Matthew MacGregor Sharp 1, Satoshi Saito 1, Abby Keable 1, Maureen Gatherer 1, Roxana Aldea 1 2, Nivedita Agarwal 3, Julie E Simpson 4, Stephen B Wharton 4, Roy O Weller 1, Roxana O Carare 5
Abstract:
White matter hyperintensities (WMH) occur in association with dementia but the aetiology is unclear. Here we test the hypothesis that there is a combination of impaired elimination of interstitial fluid from the white matter together with a degree of hypoxia in WMH. One of the mechanisms for the elimination of amyloid-β (Aβ) from the brain is along the basement membranes in the walls of capillaries and arteries (Intramural Peri-Arterial Drainage - IPAD).
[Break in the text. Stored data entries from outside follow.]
//! TaskQueue - A hand-cranked binary min-heap scheduler.
//!
//! Tasks are ordered by `(sort_index, id)` where `sort_index` is the virtual
//! start time plus the priority timeout and `id` is the insertion counter.
//! The id makes ties break in insertion order, so a run is reproducible.

use std::cell::{Cell, RefCell};
use std::cmp::{Ordering, Reverse};
use std::collections::{BinaryHeap, HashSet};

use super::{PriorityLevel, Scheduler, Task, TaskHandle};

struct Entry {
    sort_index: u64,
    id: u64,
    priority: PriorityLevel,
    task: Task,
}

impl PartialEq for Entry {
    fn eq(&self, other: &Self) -> bool {
        self.sort_index == other.sort_index && self.id == other.id
    }
}

impl Eq for Entry {}

impl PartialOrd for Entry {
    fn partial_cmp(&self, other: &Self) -> Option<Ordering> {
        Some(self.cmp(other))
    }
}

impl Ord for Entry {
    fn cmp(&self, other: &Self) -> Ordering {
        self.sort_index
            .cmp(&other.sort_index)
            .then(self.id.cmp(&other.id))
    }
}

/// Deterministic scheduler driven by explicit `run_next` / `flush_all` calls.
///
/// Interior mutability lets tasks schedule more tasks while the queue is
/// being flushed: the heap borrow is released before a task runs.
#[derive(Default)]
pub struct TaskQueue {
    heap: RefCell<BinaryHeap<Reverse<Entry>>>,
    cancelled: RefCell<HashSet<u64>>,
    next_id: Cell<u64>,
    now: Cell<u64>,
    scheduled: Cell<usize>,
    cancels: Cell<usize>,
    log: RefCell<Vec<PriorityLevel>>,
}

impl TaskQueue {
    pub fn new() -> Self {
        Self::default()
    }

    /// Advance the virtual clock.
    pub fn advance(&self, ms: u64) {
        self.now.set(self.now.get() + ms);
    }

    /// Current virtual time.
    pub fn now(&self) -> u64 {
        self.now.get()
    }

    /// Run the next live task. Returns false when the queue is empty.
    pub fn run_next(&self) -> bool {
        loop {
            let entry = self.heap.borrow_mut().pop();
            let Some(Reverse(entry)) = entry else {
                return false;
            };
            if self.cancelled.borrow_mut().remove(&entry.id) {
                continue;
            }
            self.log.borrow_mut().push(entry.priority);
            (entry.task)();
            return true;
        }
    }

    /// Run tasks until none remain, including tasks scheduled while flushing.
    /// Returns how many ran.
    pub fn flush_all(&self) -> usize {
        let mut ran = 0;
        while self.run_next() {
            ran += 1;
        }
        ran
    }

    /// Run only tasks at `priority` or more urgent, in heap order.
    pub fn flush_through(&self, priority: PriorityLevel) -> usize {
        let mut ran = 0;
        loop {
            let next = self.peek_priority();
            match next {
                Some(p) if p <= priority => {
                    self.run_next();
                    ran += 1;
                }
                _ => return ran,
            }
        }
    }

    /// Run everything except idle work.
    pub fn flush_until_idle(&self) -> usize {
        self.flush_through(PriorityLevel::Low)
    }

    fn peek_priority(&self) -> Option<PriorityLevel> {
        let mut heap = self.heap.borrow_mut();
        let mut cancelled = self.cancelled.borrow_mut();
        while let Some(Reverse(top)) = heap.peek() {
            if cancelled.remove(&top.id) {
                heap.pop();
                continue;
            }
            return Some(top.priority);
        }
        None
    }

    /// Number of live tasks waiting.
    pub fn len(&self) -> usize {
        let cancelled = self.cancelled.borrow();
        self.heap
            .borrow()
            .iter()
            .filter(|Reverse(e)| !cancelled.contains(&e.id))
            .count()
    }

    pub fn is_empty(&self) -> bool {
        self.len() == 0
    }

    /// Total `schedule_callback` calls since creation.
    pub fn scheduled_count(&self) -> usize {
        self.scheduled.get()
    }

    /// Total `cancel_callback` calls since creation.
    pub fn cancelled_count(&self) -> usize {
        self.cancels.get()
    }

    /// Priorities of tasks that actually ran, in order.
    pub fn run_log(&self) -> Vec<PriorityLevel> {
        self.log.borrow().clone()
    }
}

impl Scheduler for TaskQueue {
    fn schedule_callback(&self, priority: PriorityLevel, task: Task) -> TaskHandle {
        let id = self.next_id.get();
        self.next_id.set(id + 1);
        self.scheduled.set(self.scheduled.get() + 1);

        let sort_index = self.now.get().saturating_add(priority.timeout());
        self.heap.borrow_mut().push(Reverse(Entry {
            sort_index,
            id,
            priority,
            task,
        }));
        TaskHandle(id)
    }

    fn cancel_callback(&self, handle: TaskHandle) {
        self.cancels.set(self.cancels.get() + 1);
        let queued = self
            .heap
            .borrow()
            .iter()
            .any(|Reverse(e)| e.id == handle.0);
        if queued {
            self.cancelled.borrow_mut().insert(handle.0);
        }
    }
}

#[cfg(test)]
mod tests {
    use super::*;
    use std::rc::Rc;

    fn recorder() -> (Rc<RefCell<Vec<&'static str>>>, impl Fn(&'static str) -> Task) {
        let seen = Rc::new(RefCell::new(Vec::new()));
        let seen_for_task = seen.clone();
        let make = move |name: &'static str| -> Task {
            let seen = seen_for_task.clone();
            Box::new(move || seen.borrow_mut().push(name))
        };
        (seen, make)
    }

    #[test]
    fn test_priority_order() {
        let queue = TaskQueue::new();
        let (seen, task) = recorder();

        queue.schedule_callback(PriorityLevel::Idle, task("idle"));
        queue.schedule_callback(PriorityLevel::Normal, task("normal"));
        queue.schedule_callback(PriorityLevel::Immediate, task("immediate"));

        assert_eq!(queue.flush_all(), 3);
        assert_eq!(*seen.borrow(), vec!["immediate", "normal", "idle"]);
    }

    #[test]
    fn test_ties_break_by_insertion() {
        let queue = TaskQueue::new();
        let (seen, task) = recorder();

        queue.schedule_callback(PriorityLevel::Normal, task("a"));
        queue.schedule_callback(PriorityLevel::Normal, task("b"));
        queue.schedule_callback(PriorityLevel::Normal, task("c"));
        queue.flush_all();

        assert_eq!(*seen.borrow(), vec!["a", "b", "c"]);
    }

    #[test]
    fn test_expired_normal_beats_fresh_user_blocking() {
        let queue = TaskQueue::new();
        let (seen, task) = recorder();

        queue.schedule_callback(PriorityLevel::Normal, task("old normal"));
        queue.advance(10_000);
        queue.schedule_callback(PriorityLevel::UserBlocking, task("new blocking"));
        queue.flush_all();

        assert_eq!(*seen.borrow(), vec!["old normal", "new blocking"]);
    }

    #[test]
    fn test_cancel() {
        let queue = TaskQueue::new();
        let (seen, task) = recorder();

        let handle = queue.schedule_callback(PriorityLevel::Normal, task("cancelled"));
        queue.schedule_callback(PriorityLevel::Normal, task("kept"));
        queue.cancel_callback(handle);

        assert_eq!(queue.len(), 1);
        queue.flush_all();
        assert_eq!(*seen.borrow(), vec!["kept"]);
        assert_eq!(queue.scheduled_count(), 2);
    }

    #[test]
    fn test_flush_through_stops_at_priority() {
        let queue = TaskQueue::new();
        let (seen, task) = recorder();

        queue.schedule_callback(PriorityLevel::Immediate, task("sync"));
        queue.schedule_callback(PriorityLevel::Normal, task("default"));

        assert_eq!(queue.flush_through(PriorityLevel::UserBlocking), 1);
        assert_eq!(*seen.borrow(), vec!["sync"]);
        assert_eq!(queue.len(), 1);
    }

    #[test]
    fn test_tasks_can_schedule_tasks() {
        let queue = Rc::new(TaskQueue::new());
        let (seen, task) = recorder();
        let task = Rc::new(task);

        let inner_queue = queue.clone();
        let inner_task = task.clone();
        queue.schedule_callback(
            PriorityLevel::Normal,
            Box::new(move || {
                inner_queue.schedule_callback(PriorityLevel::Normal, inner_task("nested"));
            }),
        );

        assert_eq!(queue.flush_all(), 2);
        assert_eq!(*seen.borrow(), vec!["nested"]);
    }
}
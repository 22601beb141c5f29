//! Engine - Render nodes, their arena, and the per-root engine state.
//!
//! The engine manages the core data structures:
//! - Node: one buffer of one tree position ([`RenderNode`])
//! - Arena: generational slot storage addressed by [`NodeId`]
//! - UpdateQueue: batched, prioritised state updates for roots and classes
//! - Engine: everything one root needs to render and commit
//!
//! # Architecture
//!
//! Nodes are NOT objects holding pointers. They are slots in an arena and
//! refer to each other by id:
//!
//! ```text
//! #0v0 HostRoot   child=#1v0            alternate=#5v0
//! #1v0 div        child=#2v0 parent=#0  alternate=#6v0
//! #2v0 "hello"    sibling=#3 parent=#1
//! #3v0 button     parent=#1
//! ```
//!
//! The work loop, child reconciler and commit engine are `impl Engine`
//! blocks in their own modules.

mod arena;
mod node;
mod update_queue;

pub use arena::*;
pub use node::*;
pub use update_queue::*;

use std::rc::{Rc, Weak};

use crate::config::ReconcilerConfig;
use crate::error::ReconcileError;
use crate::host::{HostConfig, HostHandle};
use crate::lanes::{Lanes, RootLanes, TransitionLanes};
use crate::primitives::{Node, Props};
use crate::root::Shared;
use crate::scheduler::TaskHandle;

/// A root callback registered with the scheduler.
#[derive(Debug, Clone, Copy)]
pub(crate) struct ScheduledCallback {
    pub handle: TaskHandle,
    pub priority: Lanes,
}

/// A committed tree whose passive effects have not run yet.
pub(crate) struct PendingPassive {
    pub finished: NodeId,
    pub lanes: Lanes,
    /// Roots of subtrees deleted by the commit; released after their
    /// passive cleanups run.
    pub deletions: Vec<NodeId>,
    pub task: Option<TaskHandle>,
}

/// State of one root: its tree, its lanes, and the render in progress.
pub(crate) struct Engine {
    pub arena: NodeArena,
    pub host: Rc<dyn HostConfig>,
    pub config: ReconcilerConfig,
    pub shared: Weak<Shared>,
    pub container: HostHandle,

    /// The HostRoot buffer currently on screen.
    pub current: NodeId,
    pub root_lanes: RootLanes,
    pub callback: Option<ScheduledCallback>,
    pub transitions: TransitionLanes,

    // Work loop
    pub wip_root: Option<NodeId>,
    pub work_in_progress: Option<NodeId>,
    pub render_lanes: Lanes,

    // Commit
    pub pending_passive: Option<PendingPassive>,
    pub nested_updates: u32,
    pub error: Option<ReconcileError>,
}

impl Engine {
    pub(crate) fn new(
        host: Rc<dyn HostConfig>,
        container: HostHandle,
        config: ReconcilerConfig,
        shared: Weak<Shared>,
    ) -> Self {
        let mut arena = NodeArena::new();
        let mut root = RenderNode::new(WorkTag::HostRoot, Props::default(), None);
        root.state_node = StateNode::Container(container);
        root.memoized_state = MemoizedState::Root(Node::Empty);
        root.update_queue = NodeQueue::Root(UpdateQueue::new(Node::Empty));
        let current = arena.allocate(root);

        Self {
            arena,
            host,
            config,
            shared,
            container,
            current,
            root_lanes: RootLanes::default(),
            callback: None,
            transitions: TransitionLanes::default(),
            wip_root: None,
            work_in_progress: None,
            render_lanes: Lanes::empty(),
            pending_passive: None,
            nested_updates: 0,
            error: None,
        }
    }

    /// Record `lane` on `node` and `child_lanes` on every ancestor.
    ///
    /// Returns false when the walk does not end at this root (the node was
    /// deleted or its id is stale), in which case nothing is scheduled.
    pub(crate) fn mark_update_lane_from_node_to_root(&mut self, node: NodeId, lane: Lanes) -> bool {
        let Some(source) = self.arena.get_mut(node) else {
            return false;
        };
        source.lanes |= lane;
        let alternate = source.alternate;
        if let Some(alternate) = alternate.and_then(|id| self.arena.get_mut(id)) {
            alternate.lanes |= lane;
        }

        let mut top = node;
        let mut parent = self.arena[node].parent;
        while let Some(id) = parent {
            let Some(ancestor) = self.arena.get_mut(id) else {
                return false;
            };
            ancestor.child_lanes |= lane;
            let alternate = ancestor.alternate;
            if let Some(alternate) = alternate.and_then(|id| self.arena.get_mut(id)) {
                alternate.child_lanes |= lane;
            }
            top = id;
            parent = self.arena[id].parent;
        }

        if self.arena[top].tag != WorkTag::HostRoot {
            return false;
        }
        self.root_lanes.mark_updated(lane);
        true
    }

    /// The buffer of `node` that is not `node`.
    pub(crate) fn alternate_of(&self, node: NodeId) -> Option<NodeId> {
        self.arena.get(node).and_then(|n| n.alternate)
    }

    /// True when either buffer of `node` has pending lanes.
    pub(crate) fn has_pending_lanes(&self, node: NodeId) -> bool {
        let own = self.arena.get(node).map_or(Lanes::empty(), |n| n.lanes);
        let alternate = self
            .alternate_of(node)
            .and_then(|id| self.arena.get(id))
            .map_or(Lanes::empty(), |n| n.lanes);
        !own.is_empty() || !alternate.is_empty()
    }
}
We compared the dynamics of IPAD in the grey matter of the hippocampus and in the white matter of the corpus callosum in 10 week old C57/B16 mice by injecting soluble Aβ as a tracer. The dynamics of IPAD in the white matter were significantly slower compared with the grey matter and this was associated with a lower density of capillaries in the white matter. Exposing cultures of smooth muscle cells to hypercapnia as a model of cerebral hypoperfusion resulted in a reduction in fibronectin and an increase in laminin in the extracellular matrix. Similar changes were detected in the white matter in human WMH suggesting that hypercapnia/hypoxia may play a role in WMH. Employing therapies to enhance both IPAD and blood flow in the white matter may reduce WMH in patients with dementia.